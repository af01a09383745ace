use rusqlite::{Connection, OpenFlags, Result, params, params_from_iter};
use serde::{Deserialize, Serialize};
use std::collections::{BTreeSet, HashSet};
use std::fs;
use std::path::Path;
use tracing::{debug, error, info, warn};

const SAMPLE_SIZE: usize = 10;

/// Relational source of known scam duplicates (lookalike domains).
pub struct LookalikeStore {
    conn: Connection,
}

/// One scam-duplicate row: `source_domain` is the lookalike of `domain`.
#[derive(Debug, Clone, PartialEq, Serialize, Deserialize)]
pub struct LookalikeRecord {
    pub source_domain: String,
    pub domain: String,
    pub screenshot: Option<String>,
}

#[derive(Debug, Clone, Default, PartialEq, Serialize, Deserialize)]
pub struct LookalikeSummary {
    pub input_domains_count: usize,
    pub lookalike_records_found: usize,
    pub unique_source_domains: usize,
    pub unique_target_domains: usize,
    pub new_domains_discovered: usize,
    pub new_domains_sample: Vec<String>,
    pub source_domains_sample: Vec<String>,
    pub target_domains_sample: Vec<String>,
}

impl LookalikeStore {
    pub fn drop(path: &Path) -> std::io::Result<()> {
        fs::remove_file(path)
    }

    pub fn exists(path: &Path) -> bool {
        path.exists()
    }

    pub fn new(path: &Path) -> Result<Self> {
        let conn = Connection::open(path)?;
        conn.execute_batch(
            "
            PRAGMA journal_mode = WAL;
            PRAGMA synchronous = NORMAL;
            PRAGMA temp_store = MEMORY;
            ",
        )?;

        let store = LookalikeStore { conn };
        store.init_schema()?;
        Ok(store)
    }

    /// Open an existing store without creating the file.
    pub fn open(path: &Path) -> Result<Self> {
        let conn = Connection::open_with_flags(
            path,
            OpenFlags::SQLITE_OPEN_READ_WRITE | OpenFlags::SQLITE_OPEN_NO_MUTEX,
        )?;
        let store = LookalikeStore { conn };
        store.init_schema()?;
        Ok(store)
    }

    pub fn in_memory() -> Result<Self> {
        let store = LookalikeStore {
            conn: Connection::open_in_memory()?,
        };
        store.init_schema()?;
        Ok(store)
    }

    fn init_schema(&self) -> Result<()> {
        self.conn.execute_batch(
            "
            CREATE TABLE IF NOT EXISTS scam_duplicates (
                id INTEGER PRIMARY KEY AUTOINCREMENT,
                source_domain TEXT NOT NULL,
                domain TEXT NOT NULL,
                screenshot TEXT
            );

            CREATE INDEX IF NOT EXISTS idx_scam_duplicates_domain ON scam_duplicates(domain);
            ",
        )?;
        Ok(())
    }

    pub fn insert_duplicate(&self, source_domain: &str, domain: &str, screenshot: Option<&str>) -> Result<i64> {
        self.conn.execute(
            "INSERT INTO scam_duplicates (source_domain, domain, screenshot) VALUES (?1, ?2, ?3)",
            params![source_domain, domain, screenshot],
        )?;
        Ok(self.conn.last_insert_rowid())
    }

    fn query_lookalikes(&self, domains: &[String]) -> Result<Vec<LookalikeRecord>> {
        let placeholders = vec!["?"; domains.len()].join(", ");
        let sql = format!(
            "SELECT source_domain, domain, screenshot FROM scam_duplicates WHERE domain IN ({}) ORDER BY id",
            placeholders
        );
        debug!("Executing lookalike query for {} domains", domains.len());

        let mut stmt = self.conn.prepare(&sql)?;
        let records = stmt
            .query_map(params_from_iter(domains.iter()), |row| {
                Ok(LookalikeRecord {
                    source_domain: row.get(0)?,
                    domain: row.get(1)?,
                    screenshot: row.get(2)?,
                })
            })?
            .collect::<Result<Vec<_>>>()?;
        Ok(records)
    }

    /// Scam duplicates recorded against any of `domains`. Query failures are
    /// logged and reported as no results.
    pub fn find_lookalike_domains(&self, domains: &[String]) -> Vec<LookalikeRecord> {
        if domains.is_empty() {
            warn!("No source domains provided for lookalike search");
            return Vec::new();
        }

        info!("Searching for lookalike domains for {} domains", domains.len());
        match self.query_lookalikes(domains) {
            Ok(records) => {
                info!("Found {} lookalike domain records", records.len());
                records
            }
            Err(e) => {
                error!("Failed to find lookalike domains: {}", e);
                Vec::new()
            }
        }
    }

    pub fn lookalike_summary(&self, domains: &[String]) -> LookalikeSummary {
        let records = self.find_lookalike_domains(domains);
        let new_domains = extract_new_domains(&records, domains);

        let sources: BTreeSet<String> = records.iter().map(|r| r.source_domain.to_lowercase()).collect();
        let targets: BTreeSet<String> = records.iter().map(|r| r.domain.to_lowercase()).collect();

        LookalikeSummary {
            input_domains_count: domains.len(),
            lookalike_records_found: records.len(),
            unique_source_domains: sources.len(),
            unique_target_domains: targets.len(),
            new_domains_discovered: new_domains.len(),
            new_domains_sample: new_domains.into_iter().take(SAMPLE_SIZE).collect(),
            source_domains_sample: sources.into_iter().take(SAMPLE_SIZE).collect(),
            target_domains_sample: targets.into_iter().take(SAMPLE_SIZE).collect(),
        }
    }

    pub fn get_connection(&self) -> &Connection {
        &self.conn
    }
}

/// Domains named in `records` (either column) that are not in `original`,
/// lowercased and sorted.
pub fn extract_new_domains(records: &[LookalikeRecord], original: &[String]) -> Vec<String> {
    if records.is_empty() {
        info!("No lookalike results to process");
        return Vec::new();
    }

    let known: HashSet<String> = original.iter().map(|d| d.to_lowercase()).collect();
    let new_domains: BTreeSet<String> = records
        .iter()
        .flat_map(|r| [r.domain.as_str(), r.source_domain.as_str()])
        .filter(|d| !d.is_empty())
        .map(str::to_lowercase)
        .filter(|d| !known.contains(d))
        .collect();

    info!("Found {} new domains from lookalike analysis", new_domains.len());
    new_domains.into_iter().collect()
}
● ● ● ● ●
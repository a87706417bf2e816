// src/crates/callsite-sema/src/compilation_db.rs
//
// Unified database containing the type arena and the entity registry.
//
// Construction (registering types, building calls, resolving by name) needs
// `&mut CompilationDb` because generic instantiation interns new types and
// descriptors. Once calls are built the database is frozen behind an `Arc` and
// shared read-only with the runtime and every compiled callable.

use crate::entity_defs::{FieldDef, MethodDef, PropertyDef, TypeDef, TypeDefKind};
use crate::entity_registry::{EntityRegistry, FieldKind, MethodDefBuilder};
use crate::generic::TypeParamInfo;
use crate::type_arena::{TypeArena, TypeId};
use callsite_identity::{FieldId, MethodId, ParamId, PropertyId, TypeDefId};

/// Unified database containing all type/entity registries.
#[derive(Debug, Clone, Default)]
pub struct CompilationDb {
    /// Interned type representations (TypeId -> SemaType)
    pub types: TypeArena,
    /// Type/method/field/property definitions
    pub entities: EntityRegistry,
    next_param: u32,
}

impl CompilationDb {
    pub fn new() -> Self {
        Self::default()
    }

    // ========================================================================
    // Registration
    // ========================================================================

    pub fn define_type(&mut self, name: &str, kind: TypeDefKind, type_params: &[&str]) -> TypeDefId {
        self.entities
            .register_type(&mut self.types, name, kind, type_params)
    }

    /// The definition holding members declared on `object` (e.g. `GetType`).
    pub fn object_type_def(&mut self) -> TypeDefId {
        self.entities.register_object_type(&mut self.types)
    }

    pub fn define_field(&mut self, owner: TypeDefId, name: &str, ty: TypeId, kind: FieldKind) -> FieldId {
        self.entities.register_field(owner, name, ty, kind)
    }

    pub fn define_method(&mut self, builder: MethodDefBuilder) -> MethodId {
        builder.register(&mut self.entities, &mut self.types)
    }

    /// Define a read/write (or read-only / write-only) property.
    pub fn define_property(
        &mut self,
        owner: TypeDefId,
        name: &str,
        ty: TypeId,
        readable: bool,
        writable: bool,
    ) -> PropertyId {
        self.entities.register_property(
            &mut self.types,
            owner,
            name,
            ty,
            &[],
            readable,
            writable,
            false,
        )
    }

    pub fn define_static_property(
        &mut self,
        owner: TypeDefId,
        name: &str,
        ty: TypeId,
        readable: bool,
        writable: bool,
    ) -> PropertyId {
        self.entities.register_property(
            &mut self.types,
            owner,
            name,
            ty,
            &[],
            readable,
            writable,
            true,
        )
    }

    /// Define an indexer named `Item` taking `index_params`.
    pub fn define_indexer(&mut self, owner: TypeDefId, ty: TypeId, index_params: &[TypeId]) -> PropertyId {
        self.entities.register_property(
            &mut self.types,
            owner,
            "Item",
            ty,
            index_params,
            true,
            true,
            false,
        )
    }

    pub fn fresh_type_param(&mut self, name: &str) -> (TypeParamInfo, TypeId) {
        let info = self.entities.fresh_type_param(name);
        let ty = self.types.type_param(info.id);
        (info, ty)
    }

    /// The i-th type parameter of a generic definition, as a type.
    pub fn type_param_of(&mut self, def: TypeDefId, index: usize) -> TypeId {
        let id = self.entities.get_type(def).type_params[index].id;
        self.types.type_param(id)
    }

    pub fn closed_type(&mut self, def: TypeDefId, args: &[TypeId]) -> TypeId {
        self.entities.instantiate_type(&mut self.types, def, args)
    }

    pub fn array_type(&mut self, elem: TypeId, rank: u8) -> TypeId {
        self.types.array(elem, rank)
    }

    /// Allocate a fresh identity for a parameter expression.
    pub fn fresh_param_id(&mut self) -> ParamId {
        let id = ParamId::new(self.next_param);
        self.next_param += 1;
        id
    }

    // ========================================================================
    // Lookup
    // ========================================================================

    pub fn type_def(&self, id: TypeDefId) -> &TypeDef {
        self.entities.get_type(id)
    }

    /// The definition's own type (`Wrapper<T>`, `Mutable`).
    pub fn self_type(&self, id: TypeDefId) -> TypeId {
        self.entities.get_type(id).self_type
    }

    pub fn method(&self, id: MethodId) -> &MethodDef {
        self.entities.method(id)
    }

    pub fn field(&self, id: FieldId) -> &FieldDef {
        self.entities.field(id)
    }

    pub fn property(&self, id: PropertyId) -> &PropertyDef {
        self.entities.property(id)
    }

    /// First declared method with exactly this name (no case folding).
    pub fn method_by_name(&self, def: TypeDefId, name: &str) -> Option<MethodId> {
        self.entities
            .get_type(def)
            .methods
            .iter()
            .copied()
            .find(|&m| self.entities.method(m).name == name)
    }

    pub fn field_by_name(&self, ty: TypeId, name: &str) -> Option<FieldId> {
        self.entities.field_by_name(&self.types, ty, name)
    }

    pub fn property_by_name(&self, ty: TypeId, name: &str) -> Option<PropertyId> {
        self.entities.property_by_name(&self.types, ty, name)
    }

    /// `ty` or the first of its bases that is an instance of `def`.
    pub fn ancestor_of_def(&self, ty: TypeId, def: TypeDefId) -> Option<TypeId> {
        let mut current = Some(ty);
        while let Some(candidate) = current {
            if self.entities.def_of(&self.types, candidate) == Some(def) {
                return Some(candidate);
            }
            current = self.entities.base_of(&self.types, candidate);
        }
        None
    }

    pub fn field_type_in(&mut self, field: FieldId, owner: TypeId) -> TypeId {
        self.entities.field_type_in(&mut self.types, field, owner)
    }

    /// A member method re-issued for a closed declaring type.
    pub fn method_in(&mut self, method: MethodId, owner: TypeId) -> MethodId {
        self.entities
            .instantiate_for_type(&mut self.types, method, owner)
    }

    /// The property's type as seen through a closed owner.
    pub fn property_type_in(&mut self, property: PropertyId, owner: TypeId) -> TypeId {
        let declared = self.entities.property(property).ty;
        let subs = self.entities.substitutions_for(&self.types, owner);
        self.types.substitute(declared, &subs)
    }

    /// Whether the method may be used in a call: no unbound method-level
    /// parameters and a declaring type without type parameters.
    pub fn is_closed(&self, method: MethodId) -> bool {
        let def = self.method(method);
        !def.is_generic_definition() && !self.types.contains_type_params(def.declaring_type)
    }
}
● ● ● ● ●
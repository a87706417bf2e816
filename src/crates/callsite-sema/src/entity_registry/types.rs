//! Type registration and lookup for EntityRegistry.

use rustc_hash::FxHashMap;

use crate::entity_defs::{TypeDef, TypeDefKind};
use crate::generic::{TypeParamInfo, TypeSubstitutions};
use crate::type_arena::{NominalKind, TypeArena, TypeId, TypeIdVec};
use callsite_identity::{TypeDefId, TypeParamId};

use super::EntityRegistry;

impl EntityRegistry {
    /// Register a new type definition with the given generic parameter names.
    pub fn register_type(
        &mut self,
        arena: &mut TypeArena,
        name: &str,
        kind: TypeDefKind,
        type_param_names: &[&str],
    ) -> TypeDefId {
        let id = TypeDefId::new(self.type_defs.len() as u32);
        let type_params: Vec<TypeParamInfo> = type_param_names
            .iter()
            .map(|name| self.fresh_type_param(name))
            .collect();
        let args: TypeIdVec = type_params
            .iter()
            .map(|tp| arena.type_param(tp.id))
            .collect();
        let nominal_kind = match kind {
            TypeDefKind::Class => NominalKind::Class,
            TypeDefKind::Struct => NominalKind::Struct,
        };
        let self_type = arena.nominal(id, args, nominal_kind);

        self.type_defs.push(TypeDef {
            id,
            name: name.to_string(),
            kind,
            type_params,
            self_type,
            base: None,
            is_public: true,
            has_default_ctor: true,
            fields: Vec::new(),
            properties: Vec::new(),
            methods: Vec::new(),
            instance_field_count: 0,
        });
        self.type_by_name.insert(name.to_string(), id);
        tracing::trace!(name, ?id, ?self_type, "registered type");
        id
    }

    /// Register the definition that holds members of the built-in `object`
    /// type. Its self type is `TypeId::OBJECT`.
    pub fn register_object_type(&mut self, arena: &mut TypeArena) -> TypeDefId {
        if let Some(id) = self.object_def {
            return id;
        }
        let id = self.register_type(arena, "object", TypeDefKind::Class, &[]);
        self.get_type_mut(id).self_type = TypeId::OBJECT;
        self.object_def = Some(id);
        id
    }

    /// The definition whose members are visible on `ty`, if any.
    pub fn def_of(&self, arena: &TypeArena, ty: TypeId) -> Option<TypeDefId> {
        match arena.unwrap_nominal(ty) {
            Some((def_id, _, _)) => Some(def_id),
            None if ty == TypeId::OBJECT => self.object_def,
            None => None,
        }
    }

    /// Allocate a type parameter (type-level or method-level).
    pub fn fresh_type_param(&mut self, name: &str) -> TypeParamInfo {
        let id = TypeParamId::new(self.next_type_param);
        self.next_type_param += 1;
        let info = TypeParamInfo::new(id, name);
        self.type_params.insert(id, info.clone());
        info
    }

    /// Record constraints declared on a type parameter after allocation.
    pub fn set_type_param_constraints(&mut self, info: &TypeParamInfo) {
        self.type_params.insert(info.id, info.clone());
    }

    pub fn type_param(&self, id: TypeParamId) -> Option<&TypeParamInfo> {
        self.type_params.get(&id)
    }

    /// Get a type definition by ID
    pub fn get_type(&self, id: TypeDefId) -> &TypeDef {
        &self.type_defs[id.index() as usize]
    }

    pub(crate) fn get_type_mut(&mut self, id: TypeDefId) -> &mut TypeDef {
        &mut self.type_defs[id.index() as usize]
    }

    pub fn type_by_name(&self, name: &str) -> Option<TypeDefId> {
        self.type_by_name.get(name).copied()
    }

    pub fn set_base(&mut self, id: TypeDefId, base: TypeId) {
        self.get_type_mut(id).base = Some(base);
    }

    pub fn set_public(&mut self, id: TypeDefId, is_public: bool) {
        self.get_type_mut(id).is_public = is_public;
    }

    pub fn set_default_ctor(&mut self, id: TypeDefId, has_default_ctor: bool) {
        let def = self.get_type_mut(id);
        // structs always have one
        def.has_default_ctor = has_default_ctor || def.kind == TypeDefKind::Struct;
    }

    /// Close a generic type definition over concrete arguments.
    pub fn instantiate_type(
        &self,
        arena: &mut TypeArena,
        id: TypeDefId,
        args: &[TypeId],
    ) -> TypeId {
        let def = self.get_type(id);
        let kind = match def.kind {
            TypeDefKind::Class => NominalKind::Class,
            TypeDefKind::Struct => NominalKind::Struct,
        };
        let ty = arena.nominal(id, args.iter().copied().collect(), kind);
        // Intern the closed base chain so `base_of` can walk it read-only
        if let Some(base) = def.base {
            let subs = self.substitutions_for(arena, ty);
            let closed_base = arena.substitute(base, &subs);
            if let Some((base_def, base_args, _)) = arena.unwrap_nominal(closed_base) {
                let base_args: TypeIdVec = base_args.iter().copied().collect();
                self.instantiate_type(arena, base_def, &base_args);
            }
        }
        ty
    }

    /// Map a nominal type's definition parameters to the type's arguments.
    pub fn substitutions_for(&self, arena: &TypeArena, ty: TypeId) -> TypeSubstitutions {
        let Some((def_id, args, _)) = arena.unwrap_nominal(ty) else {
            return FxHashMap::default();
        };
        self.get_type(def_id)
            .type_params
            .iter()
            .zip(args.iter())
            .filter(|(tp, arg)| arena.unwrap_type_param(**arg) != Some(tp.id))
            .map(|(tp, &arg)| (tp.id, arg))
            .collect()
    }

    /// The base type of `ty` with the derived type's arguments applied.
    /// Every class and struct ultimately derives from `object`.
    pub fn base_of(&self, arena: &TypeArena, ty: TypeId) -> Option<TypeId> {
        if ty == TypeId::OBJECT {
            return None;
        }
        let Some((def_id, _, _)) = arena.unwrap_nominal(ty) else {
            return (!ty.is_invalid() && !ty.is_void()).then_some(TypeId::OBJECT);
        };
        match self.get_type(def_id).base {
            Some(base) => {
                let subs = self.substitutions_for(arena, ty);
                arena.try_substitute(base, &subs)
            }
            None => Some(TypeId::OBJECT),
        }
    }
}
● ● ● ● ●
### Work required
Tell how many lines of the data contain "targets". Nothing but the number belongs in the reply.

### Exercise response
3